Tuesday, July 18, 2006

The New Zealand Commerce Commission has fined the Bank of New Zealand (BNZ). It has been forced to pay NZ$5 million in compensation to its customers, $500,000 in fines and $80,000 in costs to the Commerce Commission. The money will be placed into a bank account to be monitored by an auditor, and if there is any money left over it will be donated to a consumer organization.

BNZ has been forced to pay these fines for failing to disclose that they were charging their customers for the exchange of foreign currency during February, 2002 until May, 2004 on its credit and debit cards, which is a breach of the Fair Trading Act. They pleaded guilty to 21 counts of breaching the act. The BNZ say that they will contact their affected customers and that they should get their compensation by November this year. The bank is responsible for contacting all their customers.

The BNZ is the third bank to be charged, the two others were ANZ and the National Bank, which were charged $11.325 million combined as they had since become a single company.

There are still other ongoing prosecutions on these other financial services: Westpac, ASB, TSB, American Express, Diners Club and The Warehouse Financial Services.
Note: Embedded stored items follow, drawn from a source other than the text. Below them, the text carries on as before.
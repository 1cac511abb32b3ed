//! `intfp-demo`: exercises the codecs end to end and reports pass/fail per
//! group.
//!
//! **Usage:**
//! ```text
//! intfp-demo [-b] [-c] [-e] [-l] [-r] [-v]
//! ```
//!
//! With no group selected every group runs. Exits non-zero if any group
//! fails.

use std::process;

use anyhow::Result;
use clap::Parser;
use intfp::{bits, ewma_div, ewma_shr, fixed, loc, pseudo_log, Fixed, Log, Radix};

// Mantissa bits for u64 -> log32 at max precision (32 - 1 - 6).
const LOG_FRACT_BITS: u8 = 25;

/// Run the intfp demonstration groups.
#[derive(Parser)]
#[command(name = "intfp-demo", about = "Exercise the intfp fixed-point and log codecs")]
struct Args {
    /// Run the basic integer <-> log conversion group.
    #[arg(short = 'b')]
    basic: bool,

    /// Run the loc compression group.
    #[arg(short = 'c')]
    loc: bool,

    /// Run the EWMA group.
    #[arg(short = 'e')]
    ewma: bool,

    /// Run the log arithmetic group.
    #[arg(short = 'l')]
    log_arithmetic: bool,

    /// Run the radix conversion group.
    #[arg(short = 'r')]
    radix: bool,

    /// Narrate every intermediate value.
    #[arg(short, long)]
    verbose: bool,
}

type Group = fn(bool) -> Result<bool>;

fn main() -> Result<()> {
    let args = Args::parse();

    let groups: [(&str, bool, Group); 5] = [
        ("Basic Conversion", args.basic, basic_conversion),
        ("LOC Compression", args.loc, loc_compression),
        ("EWMA Functions", args.ewma, ewma_functions),
        ("Log Arithmetic", args.log_arithmetic, log_arithmetic),
        ("Radix Conversion", args.radix, radix_conversion),
    ];
    let run_all = groups.iter().all(|&(_, selected, _)| !selected);

    println!("intfp demo");
    println!("==========");

    let mut passed = 0usize;
    let mut failed = 0usize;
    for (name, selected, group) in groups {
        if !run_all && !selected {
            continue;
        }
        if group(args.verbose)? {
            passed += 1;
            println!("[PASS] {}", name);
        } else {
            failed += 1;
            println!("[FAIL] {}", name);
        }
    }

    println!();
    println!(
        "Summary: {} run, {} passed, {} failed",
        passed + failed,
        passed,
        failed
    );

    if failed > 0 {
        process::exit(1);
    }
    Ok(())
}

fn print_error(original: u64, recovered: u64) {
    if original == 0 {
        println!("  Error: n/a (original is 0)");
        return;
    }
    let error = original.abs_diff(recovered) as f64 / original as f64 * 100.0;
    println!("  Error: {:.6}%", error);
}

fn basic_conversion(verbose: bool) -> Result<bool> {
    let mut passed = true;

    let original = 1_000_000u64;
    let log = Log::<i32>::encode(original, LOG_FRACT_BITS)?;
    let recovered = log.decode::<u64>();
    if verbose {
        println!("\n=== Integer <-> log ===");
        println!("  Original:  {}", original);
        println!("  Log value: {:#010x}", log.bits());
        println!("  Recovered: {}", recovered);
        print_error(original, recovered);
    }
    if recovered == 0 || recovered > original * 2 {
        passed = false;
    }

    let zero = pseudo_log::encode_max::<u64, u32>(0);
    if verbose {
        println!("  Log of 0:  {}", zero);
    }
    if zero != bits::signed_min::<i32>() {
        passed = false;
    }

    let one = pseudo_log::encode_max::<u64, u32>(1);
    if verbose {
        println!("  Log of 1:  {:#010x}", one);
    }
    if pseudo_log::decode_max::<u64, u32>(one) > 2 {
        passed = false;
    }

    Ok(passed)
}

fn loc_compression(verbose: bool) -> Result<bool> {
    if verbose {
        println!("\n=== Loc compression ===");
    }

    for original in [1000u64, 50000, 1000000, 0x1234_5678_9abc_def0] {
        let loc = loc::encode_max::<u64, u16>(original);
        let recovered = loc::decode_max::<u64, u16>(loc);
        if verbose {
            println!("  Original:   {} ({:016x})", original, original);
            println!("  Compressed: {} ({:04x})", loc, loc);
            println!("  Recovered:  {}", recovered);
            print_error(original, recovered);
        }
    }

    // Storage precision for a 32-bit loc
    let original = 50000u64;
    let loc32 = loc::encode::<u64, u32>(original, LOG_FRACT_BITS);
    let recovered = loc::decode::<u64, u32>(loc32, LOG_FRACT_BITS);
    if verbose {
        println!(
            "  32-bit loc: {} -> {:#010x} -> {}",
            original, loc32, recovered
        );
    }

    let zero = loc::encode_max::<u64, u16>(0);
    let one = loc::encode_max::<u64, u16>(1);
    if verbose {
        println!("  Loc of 0: {}", zero);
        println!("  Loc of 1: {}", one);
    }

    Ok(zero == bits::unsigned_min::<u16>() && one == 0 && recovered == original)
}

fn ewma_functions(verbose: bool) -> Result<bool> {
    let (old, new) = (100i32, 200i32);
    let by_division = ewma_div(new, old, 0, 4);
    let by_shift = ewma_shr(new, old, 0, 2);
    if verbose {
        println!("\n=== EWMA ===");
        println!("  Old average: {}, new value: {}", old, new);
        println!("  Division damper (4): {}", by_division);
        println!("  Shift damper (2):    {}", by_shift);
    }

    // Q24.8 fixed point
    let old_q8 = Fixed::<i32>::from_signed_int(old, 8)?;
    let new_q8 = Fixed::<i32>::from_signed_int(new, 8)?;
    let next = Fixed::<i32>::new(ewma_div(new_q8.raw(), old_q8.raw(), 0, 4), 8)?;
    let next_value = next.raw() as f64 / (1 << next.frac_bits()) as f64;
    if verbose {
        println!(
            "  Q24.8: old=100.0, new=200.0 -> next={:.2} (expected 125.0)",
            next_value
        );
    }

    Ok(by_division >= old
        && by_division <= new
        && next.raw() == fixed::to_fixed_signed::<i32, i32>(125, 8))
}

fn log_arithmetic(verbose: bool) -> Result<bool> {
    let (a, b) = (1000u64, 2000u64);
    let log_a = Log::<i32>::encode_max(a);
    let log_b = Log::<i32>::encode_max(b);
    let product = log_a.checked_mul(log_b)?;
    let recovered = product.decode::<u64>();
    if verbose {
        println!("\n=== Multiplication by log addition ===");
        println!("  a = {}, b = {}", a, b);
        println!("  log(a)          = {:#010x}", log_a.bits());
        println!("  log(b)          = {:#010x}", log_b.bits());
        println!("  log(a) + log(b) = {:#010x}", product.bits());
        println!("  Expected product:  {}", a * b);
        println!("  Recovered product: {}", recovered);
        print_error(a * b, recovered);
    }

    Ok(recovered >= a && recovered <= a * b * 2)
}

fn radix_conversion(verbose: bool) -> Result<bool> {
    let log = Log::<i32>::encode(12345u64, LOG_FRACT_BITS)?;
    if verbose {
        println!("\n=== Radix conversion ===");
    }

    let mut passed = true;
    for radix in Radix::ALL {
        let rescaled = log.to_radix(radix);
        let round_trip = Log::from_radix(rescaled, radix)?;
        let difference = round_trip.bits() as i64 - log.bits() as i64;
        if verbose {
            println!("  {:?}:", radix);
            println!("    Original log2:     {:#010x}", log.bits());
            println!("    Rescaled:          {:#010x}", rescaled.raw());
            println!("    Round-tripped log2: {:#010x}", round_trip.bits());
            println!("    Difference:        {}", difference);
        }
        // The tabulated constants aren't exact inverses; allow a few units.
        if difference.abs() > 16 {
            passed = false;
        }
    }

    // Scaled gains
    let base_value = 1_000_000u64;
    let base = Log::<i32>::encode(base_value, LOG_FRACT_BITS)?;
    for radix in Radix::ALL {
        for gain in [-10i32, -5, -3, -2, -1, 1, 2, 3, 5, 10] {
            let factor = match radix {
                Radix::DbPower => 10f64.powf(gain as f64 / 10.0),
                Radix::OnePointTwoFive => 1.25f64.powi(gain),
            };
            let expected = base_value as f64 * factor;

            let scaled = base.apply_gain(Fixed::from_signed_int(gain, LOG_FRACT_BITS)?, radix)?;
            let result = scaled.decode::<u64>();
            if verbose {
                println!(
                    "  Applying {} {:?} gain to {}: {} (expected ~{:.0})",
                    gain, radix, base_value, result, expected
                );
            }
            // Linear-mantissa error stays well inside 15% either way.
            let ratio = result as f64 / expected;
            if !(0.85..=1.15).contains(&ratio) {
                passed = false;
            }
        }
    }

    Ok(passed)
}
The Commission would not comment on these cases.

This article features first-hand journalism by Wikinews members. See the collaboration page for more details.
This article features first-hand journalism by Wikinews members. See the collaboration page for more details.

Paula Rebsotck, Commerce Commission Chairperson, said “the result was a victory for New Zealand consumers, many of whom would have unknowingly paid the currency transaction charges. While fees like these remain hidden, banks have no incentive to offer lower fees.”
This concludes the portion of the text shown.